Страница 14 из 20
Вскоре после полудня батальон сделал привал в тени раскинувшегося вдоль дороги леса. Подложив под голову сумки с противогазами, камни или вытянутую руку, солдаты мгновенно засыпали. С каждым привалом работы у меня только прибавлялось. Перед перевязочным пунктом постоянно выстраивалась длинная очередь солдат, стерших в кровь ноги. Сегодня было даже несколько случаев теплового удара. Я вскрывал слишком большие мозоли на ступнях, накладывал на больные места компрессы, делал уколы от теплового удара. В особенно тяжелых случаях я выписывал освобождение от пешего марша: солдат имел возможность в течение двух-трех дней ехать в кузове автомашины сопровождавшего нас обоза.
Еще одной напастью для нас оказалась загрязненная питьевая вода.

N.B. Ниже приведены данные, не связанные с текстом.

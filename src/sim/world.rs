//! Playable area boundary
//!
//! The simulation only needs to know how big the world is and how to pull a
//! point back inside it; whatever draws the map implements this.

use glam::Vec2;
use serde::{Deserialize, Serialize};

use crate::consts::{WORLD_HEIGHT, WORLD_WIDTH};

pub trait WorldBounds {
    /// World extent in pixels, origin at the top-left corner
    fn size(&self) -> Vec2;

    fn clamp(&self, pos: Vec2) -> Vec2 {
        pos.clamp(Vec2::ZERO, self.size())
    }

    fn contains(&self, pos: Vec2) -> bool {
        let size = self.size();
        pos.x >= 0.0 && pos.y >= 0.0 && pos.x <= size.x && pos.y <= size.y
    }

    fn center(&self) -> Vec2 {
        self.size() * 0.5
    }
}

/// A plain rectangular map
#[derive(Debug, Clone, Copy, PartialEq, Serialize, Deserialize)]
pub struct Arena {
    pub width: f32,
    pub height: f32,
}

impl Arena {
    pub fn new(width: f32, height: f32) -> Self {
        Self {
            width: width.max(0.0),
            height: height.max(0.0),
        }
    }
}

impl Default for Arena {
    fn default() -> Self {
        Self::new(WORLD_WIDTH, WORLD_HEIGHT)
    }
}

impl WorldBounds for Arena {
    fn size(&self) -> Vec2 {
        Vec2::new(self.width, self.height)
    }
}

Хотя наши солдаты и были многократно привиты от тифа, паратифа и дизентерии, мы не имели права рисковать. Пока на полевой кухне готовили достаточное количество чая, санитарная рота обеспечивала личный состав батальона питьевой водой, которая была очищена в специальном фильтровальном аппарате. Был отдан приказ, строго-настрого запрещавший всем пить некипяченую или непрофильтрованную воду.

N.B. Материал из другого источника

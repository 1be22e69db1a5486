//! The player-controlled reaper

use glam::Vec2;
use serde::{Deserialize, Serialize};

use super::hook::Hook;
use super::projectile::{self, Owner, Projectile};
use super::tick::TickInput;
use super::ultimate::Ultimate;
use crate::tuning::{BoltTuning, HookTuning, Tuning};

/// What the player did on its own during one advance
#[derive(Debug, Clone, Copy, Default, PartialEq, Eq)]
pub struct PlayerActions {
    pub fired: bool,
    pub threw_hook: bool,
}

#[derive(Debug, Clone, Serialize, Deserialize)]
pub struct Player {
    pub pos: Vec2,
    pub prev_pos: Vec2,
    pub speed: f32,
    pub radius: f32,
    pub health: i32,
    pub max_health: i32,
    /// Damage is ignored while this is above zero
    pub invulnerability: f32,
    pub invulnerability_secs: f32,
    /// Red tint countdown for the renderer
    pub hit_flash: f32,
    pub hit_flash_secs: f32,
    pub fire_cooldown: f32,
    pub fire_period: f32,
    pub projectiles: Vec<Projectile>,
    pub bolt: BoltTuning,
    /// At most one hook in flight; `None` means the hook is at hand
    pub hook: Option<Hook>,
    pub hook_tuning: HookTuning,
    pub ultimate: Ultimate,
    /// Souls absorbed over the run
    pub soul_count: u32,
    /// Sprite mirroring for the renderer (base art faces left)
    pub facing_right: bool,
}

impl Player {
    pub fn new(pos: Vec2, tuning: &Tuning) -> Self {
        let p = &tuning.player;
        Self {
            pos,
            prev_pos: pos,
            speed: p.speed,
            radius: p.radius,
            health: p.max_health,
            max_health: p.max_health,
            invulnerability: 0.0,
            invulnerability_secs: p.invulnerability_secs,
            hit_flash: 0.0,
            hit_flash_secs: p.hit_flash_secs,
            fire_cooldown: 0.0,
            fire_period: p.fire_period,
            projectiles: Vec::new(),
            bolt: tuning.player_bolt,
            hook: None,
            hook_tuning: tuning.hook,
            ultimate: Ultimate::new(&tuning.ultimate),
            soul_count: 0,
            facing_right: false,
        }
    }

    pub fn is_dead(&self) -> bool {
        self.health <= 0
    }

    pub fn is_invulnerable(&self) -> bool {
        self.invulnerability > 0.0
    }

    pub fn advance(&mut self, dt: f32, input: &TickInput) -> PlayerActions {
        let mut actions = PlayerActions::default();
        self.prev_pos = self.pos;

        let axis = input.move_axis.clamp(Vec2::NEG_ONE, Vec2::ONE);
        let axis = if axis.length_squared() > 1.0 {
            axis.normalize()
        } else {
            axis
        };
        if axis.x > 0.0 {
            self.facing_right = true;
        } else if axis.x < 0.0 {
            self.facing_right = false;
        }
        self.pos += axis * self.speed * dt;

        self.fire_cooldown = (self.fire_cooldown - dt).max(0.0);
        if input.fire && self.fire_cooldown <= 0.0 {
            self.projectiles.push(Projectile::spawn(
                self.pos,
                input.aim - self.pos,
                Owner::Player,
                &self.bolt,
            ));
            self.fire_cooldown = self.fire_period;
            actions.fired = true;
        }
        projectile::advance_all(&mut self.projectiles, dt);

        if input.hook {
            actions.threw_hook = self.throw_hook(input.aim);
        }

        self.invulnerability = (self.invulnerability - dt).max(0.0);
        self.hit_flash = (self.hit_flash - dt).max(0.0);
        actions
    }

    /// Returns false if a hook is already out
    pub fn throw_hook(&mut self, aim_point: Vec2) -> bool {
        if self.hook.as_ref().is_some_and(|h| h.active) {
            return false;
        }
        self.hook = Some(Hook::throw(self.pos, aim_point, &self.hook_tuning));
        true
    }

    /// Returns true if the hit landed
    pub fn apply_damage(&mut self, amount: i32) -> bool {
        if amount <= 0 || self.health <= 0 || self.is_invulnerable() {
            return false;
        }
        self.health = self.health.saturating_sub(amount).max(0);
        self.invulnerability = self.invulnerability_secs;
        self.hit_flash = self.hit_flash_secs;
        true
    }
}

#[cfg(test)]
mod tests {
    use super::*;

    const DT: f32 = 1.0 / 60.0;

    fn player() -> Player {
        Player::new(Vec2::ZERO, &Tuning::default())
    }

    #[test]
    fn test_diagonal_is_normalized() {
        let mut p = player();
        let input = TickInput {
            move_axis: Vec2::new(1.0, 1.0),
            ..Default::default()
        };
        p.advance(1.0, &input);
        assert!((p.pos.length() - p.speed).abs() < 1e-2);
        assert!(p.facing_right);
        assert_eq!(p.prev_pos, Vec2::ZERO);
    }

    #[test]
    fn test_analog_axis_keeps_magnitude() {
        let mut p = player();
        let input = TickInput {
            move_axis: Vec2::new(-0.5, 0.0),
            ..Default::default()
        };
        p.advance(1.0, &input);
        assert!((p.pos.x + p.speed * 0.5).abs() < 1e-3);
        assert!(!p.facing_right);
    }

    #[test]
    fn test_fire_respects_cooldown() {
        let mut p = player();
        let input = TickInput {
            fire: true,
            aim: Vec2::new(0.0, 100.0),
            ..Default::default()
        };
        assert!(p.advance(DT, &input).fired);
        assert_eq!(p.projectiles.len(), 1);
        assert!(p.projectiles[0].dir.y > 0.99);
        assert_eq!(p.projectiles[0].owner, Owner::Player);

        assert!(!p.advance(DT, &input).fired);
        for _ in 0..20 {
            p.advance(DT, &input);
        }
        assert!(p.projectiles.len() >= 2);
    }

    #[test]
    fn test_damage_and_grace_period() {
        let mut p = player();
        assert!(p.apply_damage(10));
        assert_eq!(p.health, 90);
        assert!(p.is_invulnerable());
        assert!(p.hit_flash > 0.0);

        assert!(!p.apply_damage(10));
        assert_eq!(p.health, 90);

        let idle = TickInput::default();
        p.advance(0.4, &idle);
        assert!(!p.apply_damage(10));
        p.advance(0.2, &idle);
        assert!(p.apply_damage(10));
        assert_eq!(p.health, 80);
    }

    #[test]
    fn test_damage_clamps_at_zero() {
        let mut p = player();
        assert!(!p.apply_damage(0));
        assert!(!p.apply_damage(-50));
        assert!(p.apply_damage(i32::MAX));
        assert_eq!(p.health, 0);
        assert!(p.is_dead());
        p.invulnerability = 0.0;
        assert!(!p.apply_damage(5));
        assert_eq!(p.health, 0);
    }

    #[test]
    fn test_single_hook_in_flight() {
        let mut p = player();
        assert!(p.throw_hook(Vec2::new(100.0, 0.0)));
        assert!(!p.throw_hook(Vec2::new(0.0, 100.0)));
        assert!(p.hook.as_ref().is_some_and(|h| h.dir.x > 0.99));

        p.hook = None;
        let input = TickInput {
            hook: true,
            aim: Vec2::new(0.0, -50.0),
            ..Default::default()
        };
        assert!(p.advance(DT, &input).threw_hook);
        assert!(p.hook.is_some());
    }
}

Конечно, было непросто удержать измученного жаждой солдата, вдоволь наглотавшегося дорожной пыли, от того, чтобы не пить воду из первого же попавшегося источника. Было невозможно этого добиться и с помощью одного лишь строгого приказа командира батальона. Эту проблему со свойственным ему остроумием решил Мюллер. Однажды утром несколько пехотинцев нашли рядом с деревенским колодцем какие-то странные ампулы. Когда они принесли их в медсанчасть, я исследовал их и установил, что они совершенно безвредны. Однако в ротах быстро распространился слух, что это были ампулы с ядом, которым русские отравили воду во всех колодцах в округе. Разумеется, никто из нашего медицинского персонала не стал опровергать этот слух. Вечером Мюллер и Дехорн привели ко мне с торжествующим видом шестерых солдат. Павшие духом солдаты сознались, что пили воду из «отравленного» колодца. Одним из них оказался Земмельмайер из Кёльна, любимый всеми весельчак и балагур, который к тому же был помощником нашего повара, что извиняло его за допущенный проступок еще меньше, чем всех остальных.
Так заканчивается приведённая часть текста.